Fractionation by thermal evolution: TCA analysis

To evaluate the thermal resilience of the biotreated polymers in comparison to the original Kraft lignin, thermal carbon analysis (TCA) was used. The TCA was performed on an organic carbon/elemental carbon analyzer from Sunset Laboratory Inc. (WA, USA). The method used was previously reported by Asina et al. 37. The DMSO removal procedure by repeated evaporation with water described in Section 4.3 was used for TCA sample preparation to ensure their low percentage of sulfur, which is detrimental for the instruments optics.

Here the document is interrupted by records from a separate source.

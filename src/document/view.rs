use std::fmt;
use std::iter::FusedIterator;

use tracing::debug;

use crate::document::DocumentValue;
use crate::element::Element;
use crate::error::{Error, Result};
use crate::reader::{frame_len, Reader};
use crate::string::StringOrLiteral;
use crate::types::{Bson, Type};

/// `{}`
static EMPTY: [u8; 5] = [5, 0, 0, 0, 0];

/// Read only, zero copy view over an encoded document.
///
/// Construction only checks the frame (length prefix and terminator).
/// Elements are decoded while iterating, so a corrupt buffer shows up as an
/// `Err` item the first time a traversal reaches the bad bytes. Use
/// [`validate`](crate::validate::validate) to check everything up front.
///
/// The default view is the empty document.
#[derive(Copy, Clone)]
pub struct DocumentView<'a> {
    data: &'a [u8],
}

impl<'a> DocumentView<'a> {
    /// Wraps `data`, which must hold exactly one document.
    ///
    /// ```rust
    /// use bsondoc::document::DocumentView;
    ///
    /// let bytes = b"\x16\x00\x00\x00\x02hello\x00\x06\x00\x00\x00world\x00\x00";
    /// let doc = DocumentView::new(bytes).unwrap();
    /// let hello = doc.get("hello").unwrap().get_string().unwrap();
    /// assert_eq!(hello.value, "world");
    /// ```
    pub fn new(data: &'a [u8]) -> Result<Self> {
        let size = frame_len(data, 0)?;
        if size != data.len() {
            debug!(size, len = data.len(), "document length does not match buffer");
            return Err(Error::malformed(0, "trailing bytes after document"));
        }
        Ok(DocumentView { data })
    }

    /// The frame of `data` was checked already.
    pub(crate) fn from_checked(data: &'a [u8]) -> Self {
        DocumentView { data }
    }

    /// Encoded bytes, length prefix and terminator included.
    pub fn as_bytes(&self) -> &'a [u8] {
        self.data
    }

    /// Encoded length in bytes.
    pub fn len(&self) -> usize {
        self.data.len()
    }

    /// `true` when the document has no elements.
    pub fn is_empty(&self) -> bool {
        self.data.len() == 5
    }

    pub fn iter(&self) -> Iter<'a> {
        Iter {
            reader: Reader::new(&self.data[4..self.data.len() - 1], 4),
            done: false,
        }
    }

    /// First element named `key`, or `None`.
    pub fn find(&self, key: &str) -> Result<Option<Element<'a>>> {
        for element in self.iter() {
            let element = element?;
            if element.key() == key {
                return Ok(Some(element));
            }
        }
        Ok(None)
    }

    /// First element named `key`, or the EOD element when there is none.
    pub fn get(&self, key: &str) -> Result<Element<'a>> {
        Ok(self.find(key)?.unwrap_or_else(Element::eod))
    }

    pub fn has_key(&self, key: &str) -> Result<bool> {
        Ok(self.find(key)?.is_some())
    }

    /// Copies the bytes into an owned value.
    pub fn to_owned_value(&self) -> DocumentValue {
        DocumentValue::from_view(*self)
    }
}

impl<'a> Default for DocumentView<'a> {
    fn default() -> Self {
        DocumentView { data: &EMPTY }
    }
}

impl<'a> IntoIterator for DocumentView<'a> {
    type Item = Result<Element<'a>>;
    type IntoIter = Iter<'a>;

    fn into_iter(self) -> Iter<'a> {
        self.iter()
    }
}

impl<'a, 'b> IntoIterator for &'b DocumentView<'a> {
    type Item = Result<Element<'a>>;
    type IntoIter = Iter<'a>;

    fn into_iter(self) -> Iter<'a> {
        self.iter()
    }
}

/// Forward iterator over the elements of a document.
///
/// Yields one `Err` and then stops when it runs into corrupt bytes.
#[derive(Clone)]
pub struct Iter<'a> {
    reader: Reader<'a>,
    done: bool,
}

impl<'a> Iterator for Iter<'a> {
    type Item = Result<Element<'a>>;

    fn next(&mut self) -> Option<Self::Item> {
        if self.done || self.reader.remaining() == 0 {
            return None;
        }
        match Element::read(&mut self.reader) {
            Ok(element) => Some(Ok(element)),
            Err(err) => {
                debug!(%err, "stopping iteration over malformed document");
                self.done = true;
                Some(Err(err))
            }
        }
    }
}

impl<'a> FusedIterator for Iter<'a> {}

/// The document an element nests, with the code of a code-with-scope.
fn nested<'a>(element: &Element<'a>) -> Option<Result<(StringOrLiteral<'a>, DocumentView<'a>)>> {
    match element.element_type() {
        Type::Document | Type::Array => {
            let view = DocumentView::new(element.payload());
            Some(view.map(|view| (StringOrLiteral::default(), view)))
        }
        Type::CodeWScope => Some(element.get_codewscope().map(|c| (c.code, c.scope))),
        _ => None,
    }
}

/// Deep structural equality: same keys, types and values in the same order.
///
/// Nested documents go on an explicit stack, so depth costs heap rather
/// than call stack.
impl<'a, 'b> PartialEq<DocumentView<'b>> for DocumentView<'a> {
    fn eq(&self, other: &DocumentView<'b>) -> bool {
        let mut stack = vec![(self.iter(), other.iter())];
        loop {
            let (a, b) = match stack.last_mut() {
                None => return true,
                Some((left, right)) => match (left.next(), right.next()) {
                    (None, None) => {
                        stack.pop();
                        continue;
                    }
                    (Some(Ok(a)), Some(Ok(b))) => (a, b),
                    _ => return false,
                },
            };
            if a.raw() == b.raw() {
                continue;
            }
            if a.key().as_str() != b.key().as_str() || a.element_type() != b.element_type() {
                return false;
            }
            match (nested(&a), nested(&b)) {
                (Some(Ok((x_code, x))), Some(Ok((y_code, y)))) if x_code.as_str() == y_code.as_str() => {
                    stack.push((x.iter(), y.iter()));
                }
                (None, None) if a == b => {}
                _ => return false,
            }
        }
    }
}

/// Nesting `Debug` prints before eliding the rest.
const DEBUG_DEPTH: usize = 32;

/// `Debug` for a document or array `depth` levels below the one being
/// formatted.
pub(crate) struct Nested<'a> {
    pub(crate) view: DocumentView<'a>,
    pub(crate) array: bool,
    pub(crate) depth: usize,
}

impl<'a> Nested<'a> {
    fn child(&self, element: &Element<'a>) -> Entry<'a> {
        let inner = |view, array| Nested {
            view,
            array,
            depth: self.depth + 1,
        };
        match element.value() {
            Ok(Bson::Document(d)) => Entry::Nested(inner(d.value, false)),
            Ok(Bson::Array(a)) => Entry::Nested(inner(a.value.as_document(), true)),
            Ok(Bson::CodeWScope(c)) => Entry::Scope(c.code, inner(c.scope, false)),
            Ok(value) => Entry::Value(value),
            Err(_) => Entry::Malformed,
        }
    }
}

enum Entry<'a> {
    Nested(Nested<'a>),
    Scope(StringOrLiteral<'a>, Nested<'a>),
    Value(Bson<'a>),
    Malformed,
}

impl<'a> fmt::Debug for Entry<'a> {
    fn fmt(&self, f: &mut fmt::Formatter) -> fmt::Result {
        match self {
            Entry::Nested(n) => fmt::Debug::fmt(n, f),
            Entry::Scope(code, scope) => f
                .debug_struct("BCodeWScope")
                .field("code", code)
                .field("scope", scope)
                .finish(),
            Entry::Value(v) => fmt::Debug::fmt(v, f),
            Entry::Malformed => f.write_str("<malformed>"),
        }
    }
}

impl<'a> fmt::Debug for Nested<'a> {
    fn fmt(&self, f: &mut fmt::Formatter) -> fmt::Result {
        if self.depth >= DEBUG_DEPTH {
            return f.write_str(if self.array { "[..]" } else { "{..}" });
        }
        if self.array {
            let mut list = f.debug_list();
            for element in self.view.iter() {
                match element {
                    Ok(e) => list.entry(&self.child(&e)),
                    Err(_) => list.entry(&Entry::Malformed),
                };
            }
            list.finish()
        } else {
            let mut map = f.debug_map();
            for element in self.view.iter() {
                match element {
                    Ok(e) => map.entry(&e.key(), &self.child(&e)),
                    Err(_) => map.entry(&"<malformed>", &()),
                };
            }
            map.finish()
        }
    }
}

impl<'a> fmt::Debug for DocumentView<'a> {
    fn fmt(&self, f: &mut fmt::Formatter) -> fmt::Result {
        let nested = Nested {
            view: *self,
            array: false,
            depth: 0,
        };
        fmt::Debug::fmt(&nested, f)
    }
}
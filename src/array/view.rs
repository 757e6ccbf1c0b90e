use std::fmt;

use crate::array::ArrayValue;
use crate::document::{DocumentView, Iter, Nested};
use crate::element::Element;
use crate::error::Result;
use crate::types::Bson;

/// Read only view over an encoded array.
///
/// Shares the document machinery, indexes are looked up by their decimal
/// key with a linear scan.
#[derive(Copy, Clone, Default)]
pub struct ArrayView<'a> {
    doc: DocumentView<'a>,
}

impl<'a> ArrayView<'a> {
    pub fn new(data: &'a [u8]) -> Result<Self> {
        Ok(ArrayView {
            doc: DocumentView::new(data)?,
        })
    }

    pub(crate) fn from_checked(data: &'a [u8]) -> Self {
        ArrayView {
            doc: DocumentView::from_checked(data),
        }
    }

    pub fn as_bytes(&self) -> &'a [u8] {
        self.doc.as_bytes()
    }

    /// Encoded length in bytes.
    pub fn len(&self) -> usize {
        self.doc.len()
    }

    pub fn is_empty(&self) -> bool {
        self.doc.is_empty()
    }

    /// Number of elements, walking the whole array.
    pub fn len_elements(&self) -> Result<usize> {
        let mut count = 0;
        for element in self.doc.iter() {
            element?;
            count += 1;
        }
        Ok(count)
    }

    /// The same bytes seen as a document.
    pub fn as_document(&self) -> DocumentView<'a> {
        self.doc
    }

    pub fn iter(&self) -> Iter<'a> {
        self.doc.iter()
    }

    /// Decoded values in order.
    pub fn values(&self) -> impl Iterator<Item = Result<Bson<'a>>> + 'a {
        self.doc.iter().map(|e| e.and_then(|e| e.value()))
    }

    /// Element stored under the key `index`, or the EOD element.
    pub fn get(&self, index: usize) -> Result<Element<'a>> {
        let mut key = itoa::Buffer::new();
        self.doc.get(key.format(index))
    }

    pub fn to_owned_value(&self) -> ArrayValue {
        ArrayValue::from_view(*self)
    }
}

impl<'a> IntoIterator for ArrayView<'a> {
    type Item = Result<Element<'a>>;
    type IntoIter = Iter<'a>;

    fn into_iter(self) -> Iter<'a> {
        self.iter()
    }
}

impl<'a, 'b> PartialEq<ArrayView<'b>> for ArrayView<'a> {
    fn eq(&self, other: &ArrayView<'b>) -> bool {
        self.doc == other.doc
    }
}

impl<'a> fmt::Debug for ArrayView<'a> {
    fn fmt(&self, f: &mut fmt::Formatter) -> fmt::Result {
        let nested = Nested {
            view: self.doc,
            array: true,
            depth: 0,
        };
        fmt::Debug::fmt(&nested, f)
    }
}

#[cfg(test)]
mod tests {
    use super::*;
    use crate::types::Type;

    // ["w", "x"]
    const WX: &[u8] = b"\x17\x00\x00\x00\x020\x00\x02\x00\x00\x00w\x00\x021\x00\x02\x00\x00\x00x\x00\x00";

    #[test]
    fn index_lookup() {
        let array = ArrayView::new(WX).unwrap();
        assert_eq!(array.get(0).unwrap().get_string().unwrap().value, "w");
        assert_eq!(array.get(1).unwrap().get_string().unwrap().value, "x");
        assert_eq!(array.get(2).unwrap().element_type(), Type::Eod);
    }

    #[test]
    fn values() {
        let array = ArrayView::new(WX).unwrap();
        let values: Vec<_> = array.values().map(|v| v.unwrap()).collect();
        assert_eq!(values.len(), 2);
        assert_eq!(values[1].as_str(), Some("x"));
    }
}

The TCA thermal evolution profiles were obtained at 200, 300, 400, 500 and 870 °C under an inert helium atmosphere followed by one additional step conducted at 850 °C with oxygen, which allowed for quantification of the non-volatile char portion in samples. TCA thus generates results similar to those of thermogravimetric analysis, TGA, but also allows for a mass balance closure on carbon by accounting for the non-volatilizable “coked” fraction. The TCA sample preparation required the removal of DMSO: The corresponding procedure is described in Section 4.3, as it was also used for preparation of the vacuum-evaporated IP-H precursor. All samples were analyzed in duplicate with the relative standard deviation (RSD) being lower than 5%.

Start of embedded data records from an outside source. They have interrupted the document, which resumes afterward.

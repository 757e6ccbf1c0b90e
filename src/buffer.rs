use paste::paste;

use crate::error::{Error, Result};

/// Largest size a BSON length prefix can describe.
pub const MAX_LEN: usize = i32::MAX as usize;

/// `len` as a length prefix. Fails instead of wrapping past `i32::MAX`.
pub fn length_prefix(len: usize) -> Result<i32> {
    if len > MAX_LEN {
        return Err(Error::InvalidState("value too large"));
    }
    Ok(len as i32)
}

/// Growable byte buffer the builder writes BSON into.
///
/// Besides plain appends it knows how to patch a little endian length
/// prefix back into an earlier position, which is how documents get their
/// size once they are closed.
#[derive(Clone, Debug, Default)]
pub struct Buffer {
    inner: Vec<u8>,
}

impl Buffer {
    pub fn new() -> Self {
        Buffer { inner: Vec::new() }
    }

    pub fn with_capacity(cap: usize) -> Self {
        Buffer {
            inner: Vec::with_capacity(cap),
        }
    }

    pub fn len(&self) -> usize {
        self.inner.len()
    }

    pub fn is_empty(&self) -> bool {
        self.inner.is_empty()
    }

    pub fn as_slice(&self) -> &[u8] {
        &self.inner
    }

    pub fn extend_from_slice(&mut self, slice: &[u8]) {
        self.inner.extend_from_slice(slice);
    }

    /// Extends the buffer repeating the same byte `val` a
    /// certain amount of `times`
    pub fn extend_repeating(&mut self, val: u8, times: usize) {
        self.inner.resize(self.inner.len() + times, val);
    }

    /// Writes `s` followed by its `\0` terminator.
    pub fn write_cstring(&mut self, s: &str) {
        self.inner.extend_from_slice(s.as_bytes());
        self.inner.push(0x00);
    }

    /// Writes a length prefixed string, the length counts the trailing `\0`.
    pub fn write_string(&mut self, s: &str) -> Result<()> {
        let len = length_prefix(s.len().saturating_add(1))?;
        self.write_i32(len);
        self.write_cstring(s);
        Ok(())
    }

    /// Overwrites the four bytes at `index` with `value` in little endian.
    pub fn patch_i32(&mut self, index: usize, value: i32) {
        self.inner[index..index + 4].copy_from_slice(&value.to_le_bytes());
    }

    /// Drops everything written after `len`.
    pub fn truncate(&mut self, len: usize) {
        self.inner.truncate(len);
    }

    pub fn clear(&mut self) {
        self.inner.clear();
    }

    /// Mutable access to the last `len` bytes.
    pub fn tail_mut(&mut self, len: usize) -> &mut [u8] {
        let start = self.inner.len() - len;
        &mut self.inner[start..]
    }

    pub fn to_vec(self) -> Vec<u8> {
        self.inner
    }
}

macro_rules! write_impl {
    ($($t:ident),*) => {
        impl Buffer {
            $(paste! {
                pub fn [<write_ $t>] (&mut self, value: $t) {
                    self.extend_from_slice(&value.to_le_bytes()[..]);
                }
            })*
        }
    };
}

write_impl!(u8, u32, i32, u64, i64, f64);

impl std::ops::Index<usize> for Buffer {
    type Output = u8;

    fn index(&self, index: usize) -> &Self::Output {
        &self.inner[index]
    }
}

impl std::ops::IndexMut<usize> for Buffer {
    fn index_mut(&mut self, index: usize) -> &mut Self::Output {
        &mut self.inner[index]
    }
}

#[cfg(test)]
mod tests {
    use super::*;

    #[test]
    fn write_data() {
        let mut buf = Buffer::new();
        assert_eq!(buf.len(), 0);

        let d = &[0, 1, 2, 3, 4, 5][..];
        buf.extend_from_slice(d);
        assert_eq!(buf.len(), 6);

        let v = buf.to_vec();
        assert_eq!(v, d.to_vec());
    }

    #[test]
    fn write_little_endian() {
        let mut buf = Buffer::new();
        buf.write_i32(0x0102_0304);
        buf.write_u8(0xFF);
        assert_eq!(buf.as_slice(), &[0x04, 0x03, 0x02, 0x01, 0xFF]);
    }

    #[test]
    fn patch_length_prefix() {
        let mut buf = Buffer::new();
        buf.write_i32(0);
        buf.write_cstring("abc");
        let len = buf.len() as i32;
        buf.patch_i32(0, len);
        assert_eq!(buf.as_slice(), &[8, 0, 0, 0, b'a', b'b', b'c', 0]);
    }

    #[test]
    fn string_counts_terminator() {
        let mut buf = Buffer::new();
        buf.write_string("world").unwrap();
        assert_eq!(buf.as_slice(), b"\x06\x00\x00\x00world\x00");
    }

    #[test]
    fn length_prefix_bounds() {
        assert_eq!(length_prefix(0), Ok(0));
        assert_eq!(length_prefix(MAX_LEN), Ok(i32::MAX));
        assert!(length_prefix(MAX_LEN + 1).is_err());
        assert!(length_prefix(usize::MAX).is_err());
    }

    #[test]
    fn repeat_and_tail() {
        let mut buf = Buffer::with_capacity(8);
        buf.write_u8(7);
        buf.extend_repeating(0, 3);
        buf.tail_mut(3).copy_from_slice(&[1, 2, 3]);
        assert_eq!(buf.as_slice(), &[7, 1, 2, 3]);
        buf.truncate(1);
        assert_eq!(buf[0], 7);
        assert_eq!(buf.len(), 1);
    }
}
//! One key/value pair inside a document buffer.

use std::fmt;

use crate::array::ArrayView;
use crate::document::DocumentView;
use crate::error::{Error, Result};
use crate::oid::Oid;
use crate::reader::Reader;
use crate::string::StringOrLiteral;
use crate::types::*;

/// A borrowed element: its tag, its key and the bytes of its payload.
///
/// Lookups that find nothing hand out the EOD element, whose
/// [`element_type`](Element::element_type) is [`Type::Eod`] and whose typed
/// getters all fail.
#[derive(Copy, Clone)]
pub struct Element<'a> {
    ty: Type,
    key: &'a str,
    raw: &'a [u8],
    payload: &'a [u8],
    /// Offset of `payload` inside the document it was read from.
    offset: usize,
}

impl<'a> Element<'a> {
    /// The "not found" element.
    pub const fn eod() -> Self {
        Element {
            ty: Type::Eod,
            key: "",
            raw: &[],
            payload: &[],
            offset: 0,
        }
    }

    /// Reads the element starting at the reader position and moves past it.
    pub(crate) fn read(r: &mut Reader<'a>) -> Result<Self> {
        let start = r.position();
        let at = r.offset();
        let tag = r.read_u8()?;
        let ty = match Type::from_u8(tag) {
            Some(ty) if ty != Type::Eod => ty,
            _ => return Err(Error::malformed(at, "unknown element type")),
        };
        let key = r.read_cstring()?;
        let offset = r.offset();
        let payload_start = r.position();

        match ty {
            Type::Double | Type::Date | Type::Int64 | Type::Timestamp => {
                r.read_bytes(8)?;
            }
            Type::String | Type::Code | Type::Symbol => {
                r.read_string()?;
            }
            Type::Document | Type::Array => {
                r.read_document_bytes()?;
            }
            Type::Binary => {
                let size = r.read_i32()?;
                if size < 0 {
                    return Err(Error::malformed(offset, "negative binary length"));
                }
                r.read_u8()?;
                r.read_bytes(size as usize)?;
            }
            Type::Undefined | Type::Null | Type::MinKey | Type::MaxKey => {}
            Type::Oid => {
                r.read_bytes(12)?;
            }
            Type::Bool => {
                r.read_bytes(1)?;
            }
            Type::Regex => {
                r.read_cstring()?;
                r.read_cstring()?;
            }
            Type::DbPointer => {
                r.read_string()?;
                r.read_bytes(12)?;
            }
            Type::CodeWScope => {
                let size = r.read_i32()?;
                // length itself, an empty string and an empty scope
                if size < 14 {
                    return Err(Error::malformed(offset, "code with scope too short"));
                }
                r.read_bytes(size as usize - 4)?;
            }
            Type::Int32 => {
                r.read_bytes(4)?;
            }
            Type::Decimal128 => {
                r.read_bytes(16)?;
            }
            Type::Eod => {}
        }

        Ok(Element {
            ty,
            key,
            raw: r.since(start),
            payload: r.since(payload_start),
            offset,
        })
    }

    pub fn element_type(&self) -> Type {
        self.ty
    }

    /// The key, borrowed from the document buffer.
    pub fn key(&self) -> StringOrLiteral<'a> {
        StringOrLiteral::borrowed(self.key)
    }

    /// `true` for the "not found" element.
    pub fn is_eod(&self) -> bool {
        self.ty == Type::Eod
    }

    /// Tag, key and payload exactly as encoded.
    pub fn raw(&self) -> &'a [u8] {
        self.raw
    }

    /// Encoded payload, without tag and key.
    pub fn payload(&self) -> &'a [u8] {
        self.payload
    }

    /// Offset of the payload inside the outermost document being read.
    pub(crate) fn offset(&self) -> usize {
        self.offset
    }

    /// Offset of the type byte inside the outermost document being read.
    pub(crate) fn start(&self) -> usize {
        self.offset - (self.raw.len() - self.payload.len())
    }

    fn reader<T: BsonType>(&self) -> Result<Reader<'a>> {
        expect_type::<T>(self.ty)?;
        Ok(Reader::new(self.payload, self.offset))
    }

    pub fn get_double(&self) -> Result<BDouble> {
        let value = self.reader::<BDouble>()?.read_f64()?;
        Ok(BDouble { value })
    }

    pub fn get_string(&self) -> Result<BString<'a>> {
        let value = self.reader::<BString>()?.read_string()?;
        Ok(BString::new(value))
    }

    pub fn get_document(&self) -> Result<BDocument<'a>> {
        self.reader::<BDocument>()?;
        Ok(BDocument {
            value: DocumentView::new(self.payload)?,
        })
    }

    pub fn get_array(&self) -> Result<BArray<'a>> {
        self.reader::<BArray>()?;
        Ok(BArray {
            value: ArrayView::new(self.payload)?,
        })
    }

    pub fn get_binary(&self) -> Result<BBinary<'a>> {
        let mut r = self.reader::<BBinary>()?;
        let size = r.read_i32()? as usize;
        let subtype = BinarySubtype::from(r.read_u8()?);
        let mut bytes = r.read_bytes(size)?;
        // the old binary sub-type repeats the payload length
        if subtype == BinarySubtype::BinaryDeprecated && size >= 4 {
            let inner = i32::from_le_bytes([bytes[0], bytes[1], bytes[2], bytes[3]]);
            if inner < 0 || inner as usize != size - 4 {
                return Err(Error::malformed(self.offset, "old binary length mismatch"));
            }
            bytes = &bytes[4..];
        }
        Ok(BBinary { subtype, bytes })
    }

    pub fn get_undefined(&self) -> Result<BUndefined> {
        self.reader::<BUndefined>()?;
        Ok(BUndefined)
    }

    pub fn get_oid(&self) -> Result<BOid> {
        let bytes = self.reader::<BOid>()?.read_bytes(12)?;
        Ok(BOid {
            value: Oid::from_bytes(bytes),
        })
    }

    pub fn get_bool(&self) -> Result<BBool> {
        let mut r = self.reader::<BBool>()?;
        let value = match r.read_u8()? {
            0 => false,
            1 => true,
            _ => return Err(Error::malformed(self.offset, "boolean is neither 0 nor 1")),
        };
        Ok(BBool { value })
    }

    pub fn get_date(&self) -> Result<BDate> {
        let value = self.reader::<BDate>()?.read_i64()?;
        Ok(BDate { value })
    }

    pub fn get_null(&self) -> Result<BNull> {
        self.reader::<BNull>()?;
        Ok(BNull)
    }

    pub fn get_regex(&self) -> Result<BRegex<'a>> {
        let mut r = self.reader::<BRegex>()?;
        let regex = r.read_cstring()?;
        let options = r.read_cstring()?;
        Ok(BRegex::new(regex, options))
    }

    pub fn get_dbpointer(&self) -> Result<BDbPointer<'a>> {
        let mut r = self.reader::<BDbPointer>()?;
        let collection = r.read_string()?;
        let value = Oid::from_bytes(r.read_bytes(12)?);
        Ok(BDbPointer {
            collection: collection.into(),
            value,
        })
    }

    pub fn get_code(&self) -> Result<BCode<'a>> {
        let code = self.reader::<BCode>()?.read_string()?;
        Ok(BCode::new(code))
    }

    pub fn get_symbol(&self) -> Result<BSymbol<'a>> {
        let symbol = self.reader::<BSymbol>()?.read_string()?;
        Ok(BSymbol::new(symbol))
    }

    pub fn get_codewscope(&self) -> Result<BCodeWScope<'a>> {
        let mut r = self.reader::<BCodeWScope>()?;
        r.read_i32()?;
        let code = r.read_string()?;
        let scope = r.read_document_bytes()?;
        if r.remaining() != 0 {
            return Err(r.error("code with scope length mismatch"));
        }
        Ok(BCodeWScope {
            code: code.into(),
            scope: DocumentView::new(scope)?,
        })
    }

    pub fn get_int32(&self) -> Result<BInt32> {
        let value = self.reader::<BInt32>()?.read_i32()?;
        Ok(BInt32 { value })
    }

    pub fn get_timestamp(&self) -> Result<BTimestamp> {
        let raw = self.reader::<BTimestamp>()?.read_u64()?;
        Ok(BTimestamp::from_u64(raw))
    }

    pub fn get_int64(&self) -> Result<BInt64> {
        let value = self.reader::<BInt64>()?.read_i64()?;
        Ok(BInt64 { value })
    }

    pub fn get_decimal128(&self) -> Result<BDecimal128> {
        let mut r = self.reader::<BDecimal128>()?;
        let low = r.read_u64()?;
        let high = r.read_u64()?;
        Ok(BDecimal128 { high, low })
    }

    pub fn get_minkey(&self) -> Result<BMinKey> {
        self.reader::<BMinKey>()?;
        Ok(BMinKey)
    }

    pub fn get_maxkey(&self) -> Result<BMaxKey> {
        self.reader::<BMaxKey>()?;
        Ok(BMaxKey)
    }

    /// Decodes the payload whatever its type. Fails only for corrupt payloads
    /// and for the EOD element, which reports a mismatch against `Null`.
    pub fn value(&self) -> Result<Bson<'a>> {
        let value = match self.ty {
            Type::Double => self.get_double()?.into(),
            Type::String => self.get_string()?.into(),
            Type::Document => self.get_document()?.into(),
            Type::Array => self.get_array()?.into(),
            Type::Binary => self.get_binary()?.into(),
            Type::Undefined => BUndefined.into(),
            Type::Oid => self.get_oid()?.into(),
            Type::Bool => self.get_bool()?.into(),
            Type::Date => self.get_date()?.into(),
            Type::Null => BNull.into(),
            Type::Regex => self.get_regex()?.into(),
            Type::DbPointer => self.get_dbpointer()?.into(),
            Type::Code => self.get_code()?.into(),
            Type::Symbol => self.get_symbol()?.into(),
            Type::CodeWScope => self.get_codewscope()?.into(),
            Type::Int32 => self.get_int32()?.into(),
            Type::Timestamp => self.get_timestamp()?.into(),
            Type::Int64 => self.get_int64()?.into(),
            Type::Decimal128 => self.get_decimal128()?.into(),
            Type::MinKey => BMinKey.into(),
            Type::MaxKey => BMaxKey.into(),
            Type::Eod => {
                return Err(Error::TypeMismatch {
                    expected: Type::Null,
                    actual: Type::Eod,
                })
            }
        };
        Ok(value)
    }

    /// Looks `key` up when this element is a document or an array, the EOD
    /// element otherwise.
    pub fn get(&self, key: &str) -> Result<Element<'a>> {
        match self.ty {
            Type::Document | Type::Array => DocumentView::new(self.payload)?.get(key),
            _ => Ok(Element::eod()),
        }
    }

    /// Looks `index` up when this element is an array or a document, the EOD
    /// element otherwise.
    pub fn at(&self, index: usize) -> Result<Element<'a>> {
        match self.ty {
            Type::Document | Type::Array => ArrayView::new(self.payload)?.get(index),
            _ => Ok(Element::eod()),
        }
    }
}

impl<'a> PartialEq for Element<'a> {
    fn eq(&self, other: &Self) -> bool {
        if self.key != other.key || self.ty != other.ty {
            return false;
        }
        match (self.value(), other.value()) {
            (Ok(a), Ok(b)) => a == b,
            _ => self.raw == other.raw,
        }
    }
}

impl<'a> fmt::Debug for Element<'a> {
    fn fmt(&self, f: &mut fmt::Formatter) -> fmt::Result {
        let mut s = f.debug_struct("Element");
        s.field("key", &self.key).field("type", &self.ty);
        match self.value() {
            Ok(v) => s.field("value", &v),
            Err(_) => s.field("raw", &self.raw),
        };
        s.finish()
    }
}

Polymer buffering capacity determination

Erlenmeyer flasks containing 25 mL of distilled water were supplemented with 0, 100, 200, 300, 400, 500 and 1000 µL of 1 M NaOH (or 1 M HCl). 1.0 g of either untreated lignin or a biologically modified lignin polymer was added to each of these flasks. A similar sample without lignin was used as a blank. These flasks containing an alkali/acid medium and lignin were placed into an incubator shaker for 1 h. After the incubation, the pH was measured. The buffering capacity was calculated as the number of moles of either a strong base or acid required to change the pH of 6.5 in 100 g/L (lignin polymer in water) by one unit. The pH 6.5 is that native to aqueous solutions with Kraft lignin or to IP-H precursors.

To determine the hydrogel buffering capacity, 1 g of a certain IP-H precursor was soaked and washed in 1.00 M NaOH for 48 hours to obtain the corresponding hydrogel. Then the hydrogel was transferred in 100 mL of aqueous solution with HCl (pH 4.5) for 1 hour (the pH of the solution increased to ~12 because the NaOH inside the hydrogel) then the liquid was removed and replaced with new HCl solution (pH 4.5). This step was repeated until the pH of the solution was around 7.5. Then continuing washing was done with distilled water only (~pH 6.5). When the solution pH stabilized ~6.5 and then remained stable for 24 hours of soaking, either NaOH or HCl were added to observe the buffering capacity. Namely, either 500 µL of 1.00 M NaOH or 250 µL of 1.00 HCl were added to the hydrogels in aqueous solutions at pH 6.5, then the samples were incubated at room temperature for 24 hours and the pH was measured after this incubation to determine the hydrogel ability to stabilize pH.

SEM analysis

Dried IP-H precursors and xerogels were attached on a carbon tape and coated with carbon to increase conductivity, followed by examination under a field emission scanning electron microscope, SEM (Hitachi, SU8010, Japan).